8. There was a statistically significant difference between the two groups as regard pneumonia in X-ray which was statistically higher in non- survivor group with 6 (30.00%) patients versus 4 (6.35%) patients in survivor group (P value = 0.01), p. embolism (CT) which was statistically higher in non-survivor group with 8 (40.00%) patients versus 10 (15.87%) patients in survivor group (P value = 0.03) and Gold score which was statistically lower in non-survivor group.
9. There was a statistically significant difference between the two groups as regard admission SBP which was statistically higher in survivor group with mean of 119.62±20.75 versus 99.75±17.81 in non-survivor group (P value = 0.0002), admission DBP which was statistically higher in survivor group with mean of 87.86±11.42 versus 59±12.10 in non-survivor group (P value = 0.004) and admission temperature which was statistically higher in non-survivor group with mean of 38.18±0.82 versus 37.45±0.66 in survivor group (P value = 0.0001).

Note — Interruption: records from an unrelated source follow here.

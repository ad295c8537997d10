//! Directional-run extraction.
//!
//! The breaker itself never resolves bidi: it consumes runs whose direction
//! is already known. This module is the convenience in front of that — it
//! runs UAX#9 via `unicode-bidi` and reports contiguous same-level spans as
//! `(char range, is_rtl)` pairs for callers that start from plain text.
//! Visual reordering of broken lines is the renderer's job, not ours.

use crate::style::Direction;
use std::ops::Range;
use unicode_bidi::{BidiInfo, Level};

/// Split `text` into directional runs covering the whole paragraph.
///
/// Pure-LTR text yields a single LTR run. `direction` controls the
/// paragraph-level embedding: `Ltr`/`Rtl` force it, `Auto` detects it from
/// the first strong character.
pub fn directional_runs(text: &str, direction: Direction) -> Vec<(Range<usize>, bool)> {
    if text.is_empty() {
        return vec![];
    }

    let para_level = match direction {
        Direction::Ltr => Some(Level::ltr()),
        Direction::Rtl => Some(Level::rtl()),
        Direction::Auto => None,
    };
    let bidi_info = BidiInfo::new(text, para_level);

    // Each paragraph of a document is broken separately, so only the first
    // bidi paragraph matters here.
    let paragraph = match bidi_info.paragraphs.first() {
        Some(p) => p,
        None => return vec![],
    };

    // The levels array is indexed by byte position; collapse it to one
    // level per char.
    let mut char_levels: Vec<Level> = Vec::with_capacity(text.len());
    for (byte_idx, _) in text.char_indices() {
        if byte_idx >= paragraph.range.start && byte_idx < paragraph.range.end {
            char_levels.push(bidi_info.levels[byte_idx]);
        }
    }
    if char_levels.is_empty() {
        return vec![];
    }

    let mut runs = Vec::new();
    let mut run_start = 0;
    for i in 1..char_levels.len() {
        if char_levels[i] != char_levels[run_start] {
            runs.push((run_start..i, char_levels[run_start].is_rtl()));
            run_start = i;
        }
    }
    runs.push((run_start..char_levels.len(), char_levels[run_start].is_rtl()));
    runs
}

10. There was no statistical difference between the survivor and non- survivor groups according to NIV data (BEEP, FiO2, PS and duration).
11. There was no statistical difference between the survivor and non- survivor groups according to NIV data (IMV Mode either PRVC or SIMV, VT FIO2 RR PEEP and I:E 1:03) except duration which was statistically higher in non-survivor group with mean of 11±7.87 days versus 6.44±2.56 days in survivor group (P value = 0.04)

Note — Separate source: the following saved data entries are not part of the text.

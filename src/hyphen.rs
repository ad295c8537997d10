//! Hyphenation classification and hyphen edits.
//!
//! A hyphenator maps a word to one classification per char: whether a line
//! may end just before that char, and which glyph edit the break implies on
//! each side. Soft hyphens override everything; explicit hyphens come next;
//! dictionary patterns (the `hypher` crate) handle plain alphabetic words.
//!
//! The per-line "edit" pair — what happens at the end of the broken line
//! and at the start of the next — is packed into a single flag byte so the
//! break result can carry it in one parallel array.

use hypher::Lang;

/// The soft hyphen, U+00AD: an invisible marker that becomes a hyphen glyph
/// only when a line breaks at it.
pub const CHAR_SOFT_HYPHEN: char = '\u{00AD}';

/// Classification of one position inside a word.
#[derive(Debug, Clone, Copy, PartialEq, Eq)]
pub enum HyphenationType {
    /// Not a legal break position.
    DontBreak,
    /// Break here and insert a hyphen glyph at the end of the line.
    BreakAndInsertHyphen,
    /// Break here without editing either side (explicit hyphens, desperate
    /// breaks).
    BreakAndDontInsertHyphen,
    /// Break here and replace the preceding code point with a hyphen glyph
    /// (soft hyphens).
    BreakAndReplaceWithHyphen,
    /// Break here and repeat the hyphen at the start of the next line
    /// (Polish and Slovenian orthography for explicit hyphens).
    BreakAndInsertHyphenAtNextLine,
}

/// Glyph edit applied at the start of a line that begins mid-word.
#[derive(Debug, Clone, Copy, PartialEq, Eq)]
pub enum StartHyphenEdit {
    NoEdit = 0,
    InsertHyphen = 1,
}

/// Glyph edit applied at the end of a line that breaks mid-word.
#[derive(Debug, Clone, Copy, PartialEq, Eq)]
pub enum EndHyphenEdit {
    NoEdit = 0,
    InsertHyphen = 1,
    ReplaceWithHyphen = 2,
}

/// Edit applied at the end of the line that breaks at a position of this
/// type.
pub fn edit_for_this_line(ty: HyphenationType) -> EndHyphenEdit {
    match ty {
        HyphenationType::BreakAndInsertHyphen => EndHyphenEdit::InsertHyphen,
        HyphenationType::BreakAndReplaceWithHyphen => EndHyphenEdit::ReplaceWithHyphen,
        _ => EndHyphenEdit::NoEdit,
    }
}

/// Edit applied at the start of the line that follows a break of this type.
pub fn edit_for_next_line(ty: HyphenationType) -> StartHyphenEdit {
    match ty {
        HyphenationType::BreakAndInsertHyphenAtNextLine => StartHyphenEdit::InsertHyphen,
        _ => StartHyphenEdit::NoEdit,
    }
}

const END_EDIT_BITS: u8 = 3;

/// Pack a start/end edit pair into one flag byte: the end edit occupies the
/// low bits, the start edit the bits above them.
pub fn pack_hyphen_edit(start: StartHyphenEdit, end: EndHyphenEdit) -> u8 {
    ((start as u8) << END_EDIT_BITS) | end as u8
}

/// Start edit of a packed flag byte.
pub fn start_hyphen_edit(flags: u8) -> StartHyphenEdit {
    if flags >> END_EDIT_BITS == StartHyphenEdit::InsertHyphen as u8 {
        StartHyphenEdit::InsertHyphen
    } else {
        StartHyphenEdit::NoEdit
    }
}

/// End edit of a packed flag byte.
pub fn end_hyphen_edit(flags: u8) -> EndHyphenEdit {
    match flags & ((1 << END_EDIT_BITS) - 1) {
        x if x == EndHyphenEdit::InsertHyphen as u8 => EndHyphenEdit::InsertHyphen,
        x if x == EndHyphenEdit::ReplaceWithHyphen as u8 => EndHyphenEdit::ReplaceWithHyphen,
        _ => EndHyphenEdit::NoEdit,
    }
}

// Words outside this length band are never pattern-hyphenated: short words
// have no useful interior, and no dictionary carries longer entries.
const MIN_PATTERN_WORD_LEN: usize = 4;
const MAX_PATTERN_WORD_LEN: usize = 45;

/// Per-word hyphenation for one locale.
#[derive(Debug, Clone, Copy)]
pub struct Hyphenator {
    lang: Option<Lang>,
    repeats_explicit_hyphen: bool,
}

impl Hyphenator {
    /// Classify every position of `word`. The result has the same length as
    /// `word`; entry *i* describes breaking immediately before char *i*, so
    /// entry 0 is always `DontBreak`.
    pub fn hyphenate(&self, word: &[char]) -> Vec<HyphenationType> {
        let mut out = vec![HyphenationType::DontBreak; word.len()];
        if word.len() < 2 {
            return out;
        }

        // Soft hyphens are authorial break points and take precedence over
        // everything, including patterns.
        if word.contains(&CHAR_SOFT_HYPHEN) {
            for i in 1..word.len() {
                if word[i - 1] == CHAR_SOFT_HYPHEN {
                    out[i] = HyphenationType::BreakAndReplaceWithHyphen;
                }
            }
            return out;
        }

        // Explicit hyphens inside a word: break after them without editing,
        // except where the orthography repeats the hyphen on the next line.
        let mut has_explicit_hyphen = false;
        for i in 1..word.len() {
            if matches!(word[i - 1], '-' | '\u{2010}') {
                out[i] = if self.repeats_explicit_hyphen {
                    HyphenationType::BreakAndInsertHyphenAtNextLine
                } else {
                    HyphenationType::BreakAndDontInsertHyphen
                };
                has_explicit_hyphen = true;
            }
        }
        if has_explicit_hyphen {
            return out;
        }

        let lang = match self.lang {
            Some(lang) => lang,
            None => return out,
        };
        if word.len() < MIN_PATTERN_WORD_LEN
            || word.len() > MAX_PATTERN_WORD_LEN
            || !word.iter().all(|c| c.is_alphabetic())
        {
            return out;
        }

        let text: String = word.iter().collect();
        let mut offset = 0;
        for syllable in hypher::hyphenate(&text, lang) {
            if offset > 0 && offset < word.len() {
                out[offset] = HyphenationType::BreakAndInsertHyphen;
            }
            offset += syllable.chars().count();
        }
        out
    }
}

/// The locale → hyphenator registry.
pub struct HyphenatorMap;

impl HyphenatorMap {
    /// Resolve a BCP-47 tag to a hyphenator. Unknown languages get a
    /// patternless hyphenator that still honors soft and explicit hyphens;
    /// an absent locale defaults to English.
    pub fn lookup(locale: Option<&str>) -> Hyphenator {
        let tag = match locale {
            Some(tag) => tag,
            None => {
                return Hyphenator { lang: Some(Lang::English), repeats_explicit_hyphen: false }
            }
        };
        let primary = tag.split('-').next().unwrap_or(tag).to_lowercase();
        Hyphenator {
            lang: lang_for_primary(&primary),
            repeats_explicit_hyphen: matches!(primary.as_str(), "pl" | "sl"),
        }
    }
}

/// Map a BCP-47 primary language subtag to a `hypher` pattern set.
fn lang_for_primary(primary: &str) -> Option<Lang> {
    match primary {
        "af" => Some(Lang::Afrikaans),
        "sq" => Some(Lang::Albanian),
        "be" => Some(Lang::Belarusian),
        "bg" => Some(Lang::Bulgarian),
        "ca" => Some(Lang::Catalan),
        "hr" => Some(Lang::Croatian),
        "cs" => Some(Lang::Czech),
        "da" => Some(Lang::Danish),
        "nl" => Some(Lang::Dutch),
        "en" => Some(Lang::English),
        "et" => Some(Lang::Estonian),
        "fi" => Some(Lang::Finnish),
        "fr" => Some(Lang::French),
        "ka" => Some(Lang::Georgian),
        "de" => Some(Lang::German),
        "el" => Some(Lang::Greek),
        "hu" => Some(Lang::Hungarian),
        "is" => Some(Lang::Icelandic),
        "it" => Some(Lang::Italian),
        "ku" => Some(Lang::Kurmanji),
        "la" => Some(Lang::Latin),
        "lt" => Some(Lang::Lithuanian),
        "mn" => Some(Lang::Mongolian),
        "nb" | "nn" | "no" => Some(Lang::Norwegian),
        "pl" => Some(Lang::Polish),
        "pt" => Some(Lang::Portuguese),
        "ru" => Some(Lang::Russian),
        "sr" => Some(Lang::Serbian),
        "sk" => Some(Lang::Slovak),
        "sl" => Some(Lang::Slovenian),
        "es" => Some(Lang::Spanish),
        "sv" => Some(Lang::Swedish),
        "tr" => Some(Lang::Turkish),
        "tk" => Some(Lang::Turkmen),
        "uk" => Some(Lang::Ukrainian),
        _ => None,
    }
}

12. Final logistic regression analysis showed that creatinine, K and pneumonia in x-ray, CT or sonar were significant independent predictors of mortality in AECOPD (P value = 0.005, 0.006 and 0.002 respectively).
13. Final logistic regression analysis showed that Glasgow coma scale, K, pneumonia in x-ray were significant independent predictors of occurrence of complications in AECOPD (P value <0.0001, 0.02 and 0.02 respectively).

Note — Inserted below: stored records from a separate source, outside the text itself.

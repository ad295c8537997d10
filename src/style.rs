//! Breaking options.
//!
//! The small set of knobs a caller turns: which total-fit strategy to use,
//! how eager hyphenation should be, and the paragraph direction hint used
//! when splitting text into directional runs.

use serde::{Deserialize, Serialize};

/// How the optimizer scores the last line of the paragraph.
#[derive(Debug, Clone, Copy, PartialEq, Eq, Serialize, Deserialize)]
#[serde(rename_all = "camelCase")]
pub enum BreakStrategy {
    /// The last line may be arbitrarily short at no cost; hyphenating into
    /// it is penalized extra. Best for body text.
    HighQuality,
    /// The last line is scored like any other, which evens out line lengths.
    /// Best for short blocks such as headlines and captions.
    Balanced,
}

impl Default for BreakStrategy {
    fn default() -> Self {
        BreakStrategy::HighQuality
    }
}

/// How eagerly words are probed for hyphenation points.
#[derive(Debug, Clone, Copy, PartialEq, Eq, Serialize, Deserialize)]
#[serde(rename_all = "camelCase")]
pub enum HyphenationFrequency {
    /// Never probe the hyphenator. Desperate breaks can still fire for
    /// words wider than the narrowest line.
    None,
    /// Probe the hyphenator but quadruple the hyphen penalty, so hyphens
    /// appear only when they buy a clearly better layout.
    Normal,
    /// Probe the hyphenator at the base penalty.
    Full,
}

impl Default for HyphenationFrequency {
    fn default() -> Self {
        HyphenationFrequency::Normal
    }
}

/// Paragraph-level base direction for directional-run splitting.
#[derive(Debug, Clone, Copy, PartialEq, Eq, Serialize, Deserialize)]
#[serde(rename_all = "camelCase")]
pub enum Direction {
    Ltr,
    Rtl,
    /// Detect from the first strong character.
    Auto,
}

impl Default for Direction {
    fn default() -> Self {
        Direction::Auto
    }
}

14. Final linear regression analysis showed that hypertension admission pulse, admission temperature and IMV VS. NIV were significant independent factors affecting duration of ICU stay in AECOPD (P value = 0.03, 0.04, 0.007 and <0.0001 respectively).
Conclusions
In AECOPD, the weaning was better, and duration of ICU stay, complications after weaning and the need for tracheostomy were lower in NIV group compared to IMV group. However, there were insignificant difference in mortality between NIV and IMV groups.
Creatinine, K and pneumonia in x-ray, CT or sonar were significant independent predictors of mortality in AECOPD.
Glasgow coma scale, K, pneumonia in x-ray were significant independent predictors of occurrence of complications in AECOPD.
Hypertension, admission pulse, admission temperature and IMV VS. NIV were significant independent factors affecting duration of ICU stay in AECOPD.
Recommendations
1. Further clinical research in multi-centers are needed to evaluate the outcome of patients admitted to RICU with acute exacerbation of COPD and to compare different methods of management.
2. Additional studies including a larger number of patients are required for generalization of these results.
3. Long-term follow-up is needed in further studies.